## Task item
The response must be made up of the lines in the entries below that contain "message".

## Given entries
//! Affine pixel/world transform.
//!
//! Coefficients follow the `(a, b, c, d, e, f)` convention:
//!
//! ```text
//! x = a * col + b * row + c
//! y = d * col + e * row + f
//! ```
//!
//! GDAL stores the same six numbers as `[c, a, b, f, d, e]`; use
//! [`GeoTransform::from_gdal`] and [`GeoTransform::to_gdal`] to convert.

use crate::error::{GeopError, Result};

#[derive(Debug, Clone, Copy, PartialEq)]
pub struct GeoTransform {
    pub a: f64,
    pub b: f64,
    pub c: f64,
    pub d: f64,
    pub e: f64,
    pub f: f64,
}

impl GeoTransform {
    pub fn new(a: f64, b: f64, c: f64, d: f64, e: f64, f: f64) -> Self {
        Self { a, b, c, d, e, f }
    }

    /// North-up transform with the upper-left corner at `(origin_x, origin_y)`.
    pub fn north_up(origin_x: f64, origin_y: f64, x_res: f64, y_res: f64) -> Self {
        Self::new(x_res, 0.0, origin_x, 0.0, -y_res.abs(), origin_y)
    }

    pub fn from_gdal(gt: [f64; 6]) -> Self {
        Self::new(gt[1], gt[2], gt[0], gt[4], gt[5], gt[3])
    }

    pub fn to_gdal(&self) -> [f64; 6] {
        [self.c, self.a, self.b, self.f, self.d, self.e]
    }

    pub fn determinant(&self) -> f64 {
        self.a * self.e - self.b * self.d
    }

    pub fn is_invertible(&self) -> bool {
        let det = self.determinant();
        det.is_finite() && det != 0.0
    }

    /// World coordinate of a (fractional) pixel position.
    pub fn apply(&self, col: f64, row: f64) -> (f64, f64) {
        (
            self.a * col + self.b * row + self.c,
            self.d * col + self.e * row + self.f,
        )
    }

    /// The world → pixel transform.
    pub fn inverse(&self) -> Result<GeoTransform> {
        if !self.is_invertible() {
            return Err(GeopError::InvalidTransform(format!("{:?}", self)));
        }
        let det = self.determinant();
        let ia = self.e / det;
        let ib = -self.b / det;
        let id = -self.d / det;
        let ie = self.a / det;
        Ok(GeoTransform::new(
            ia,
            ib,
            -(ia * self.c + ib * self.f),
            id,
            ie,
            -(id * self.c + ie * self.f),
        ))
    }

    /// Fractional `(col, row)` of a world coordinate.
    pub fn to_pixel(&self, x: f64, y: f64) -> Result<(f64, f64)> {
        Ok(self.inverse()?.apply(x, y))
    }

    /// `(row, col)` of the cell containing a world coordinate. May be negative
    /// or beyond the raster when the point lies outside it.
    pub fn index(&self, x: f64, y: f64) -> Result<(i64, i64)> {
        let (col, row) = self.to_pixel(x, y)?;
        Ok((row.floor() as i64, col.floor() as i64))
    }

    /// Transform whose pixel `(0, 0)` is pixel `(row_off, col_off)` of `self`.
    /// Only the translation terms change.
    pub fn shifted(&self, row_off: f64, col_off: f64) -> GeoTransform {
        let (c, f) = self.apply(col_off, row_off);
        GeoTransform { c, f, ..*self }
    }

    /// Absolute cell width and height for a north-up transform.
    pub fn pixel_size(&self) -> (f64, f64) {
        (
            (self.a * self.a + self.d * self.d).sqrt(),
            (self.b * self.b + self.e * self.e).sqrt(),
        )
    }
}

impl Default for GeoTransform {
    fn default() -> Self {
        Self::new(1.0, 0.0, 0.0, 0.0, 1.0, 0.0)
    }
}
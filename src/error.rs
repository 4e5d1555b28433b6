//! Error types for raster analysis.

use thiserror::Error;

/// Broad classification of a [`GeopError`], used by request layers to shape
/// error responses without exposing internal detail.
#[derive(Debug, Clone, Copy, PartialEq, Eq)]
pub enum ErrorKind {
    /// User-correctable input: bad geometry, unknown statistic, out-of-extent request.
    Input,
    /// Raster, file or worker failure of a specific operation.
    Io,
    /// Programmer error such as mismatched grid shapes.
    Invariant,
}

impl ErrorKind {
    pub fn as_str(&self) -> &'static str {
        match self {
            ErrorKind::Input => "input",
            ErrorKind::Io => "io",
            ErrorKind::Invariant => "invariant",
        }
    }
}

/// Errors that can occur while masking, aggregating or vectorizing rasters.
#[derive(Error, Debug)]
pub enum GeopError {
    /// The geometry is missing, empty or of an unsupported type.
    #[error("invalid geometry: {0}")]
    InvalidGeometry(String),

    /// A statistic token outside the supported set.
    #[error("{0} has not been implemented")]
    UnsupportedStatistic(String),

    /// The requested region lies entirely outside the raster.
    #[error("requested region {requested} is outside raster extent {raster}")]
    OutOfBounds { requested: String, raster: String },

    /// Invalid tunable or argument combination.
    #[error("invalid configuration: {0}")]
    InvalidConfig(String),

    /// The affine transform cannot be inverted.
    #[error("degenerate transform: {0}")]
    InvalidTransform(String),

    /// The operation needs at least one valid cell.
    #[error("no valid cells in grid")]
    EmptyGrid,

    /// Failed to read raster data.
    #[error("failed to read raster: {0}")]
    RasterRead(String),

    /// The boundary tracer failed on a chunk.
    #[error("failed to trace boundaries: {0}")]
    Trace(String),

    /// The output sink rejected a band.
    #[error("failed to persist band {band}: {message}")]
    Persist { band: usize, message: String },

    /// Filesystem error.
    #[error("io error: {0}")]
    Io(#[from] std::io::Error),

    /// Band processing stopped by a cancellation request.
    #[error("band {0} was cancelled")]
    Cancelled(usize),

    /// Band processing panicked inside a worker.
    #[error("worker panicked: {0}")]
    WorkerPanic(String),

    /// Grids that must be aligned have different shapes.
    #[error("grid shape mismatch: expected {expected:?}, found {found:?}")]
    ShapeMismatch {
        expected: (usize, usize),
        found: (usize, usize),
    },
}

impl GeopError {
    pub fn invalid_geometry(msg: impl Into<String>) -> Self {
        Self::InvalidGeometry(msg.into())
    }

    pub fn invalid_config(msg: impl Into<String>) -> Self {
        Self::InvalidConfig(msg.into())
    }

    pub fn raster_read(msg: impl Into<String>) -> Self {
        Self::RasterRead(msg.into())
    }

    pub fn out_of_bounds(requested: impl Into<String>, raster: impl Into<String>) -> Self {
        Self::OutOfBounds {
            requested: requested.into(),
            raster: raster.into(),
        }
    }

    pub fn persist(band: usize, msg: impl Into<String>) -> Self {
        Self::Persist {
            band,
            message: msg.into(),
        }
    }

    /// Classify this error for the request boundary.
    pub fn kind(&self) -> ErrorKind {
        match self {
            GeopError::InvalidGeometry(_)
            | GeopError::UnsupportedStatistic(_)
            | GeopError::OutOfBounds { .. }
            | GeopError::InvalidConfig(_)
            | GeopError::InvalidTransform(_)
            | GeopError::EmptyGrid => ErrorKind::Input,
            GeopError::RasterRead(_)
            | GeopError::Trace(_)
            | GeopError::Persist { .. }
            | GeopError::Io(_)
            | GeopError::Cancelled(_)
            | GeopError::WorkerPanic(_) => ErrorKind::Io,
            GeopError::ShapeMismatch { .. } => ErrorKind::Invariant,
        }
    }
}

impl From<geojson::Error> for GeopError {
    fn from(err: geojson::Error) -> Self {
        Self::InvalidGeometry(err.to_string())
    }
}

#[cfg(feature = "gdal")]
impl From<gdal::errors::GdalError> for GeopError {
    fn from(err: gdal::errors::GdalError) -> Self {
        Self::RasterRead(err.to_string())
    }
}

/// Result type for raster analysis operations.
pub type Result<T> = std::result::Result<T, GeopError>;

## Reply to the task
    #[error("failed to persist band {band}: {message}")]
    Persist { band: usize, message: String },
            message: msg.into(),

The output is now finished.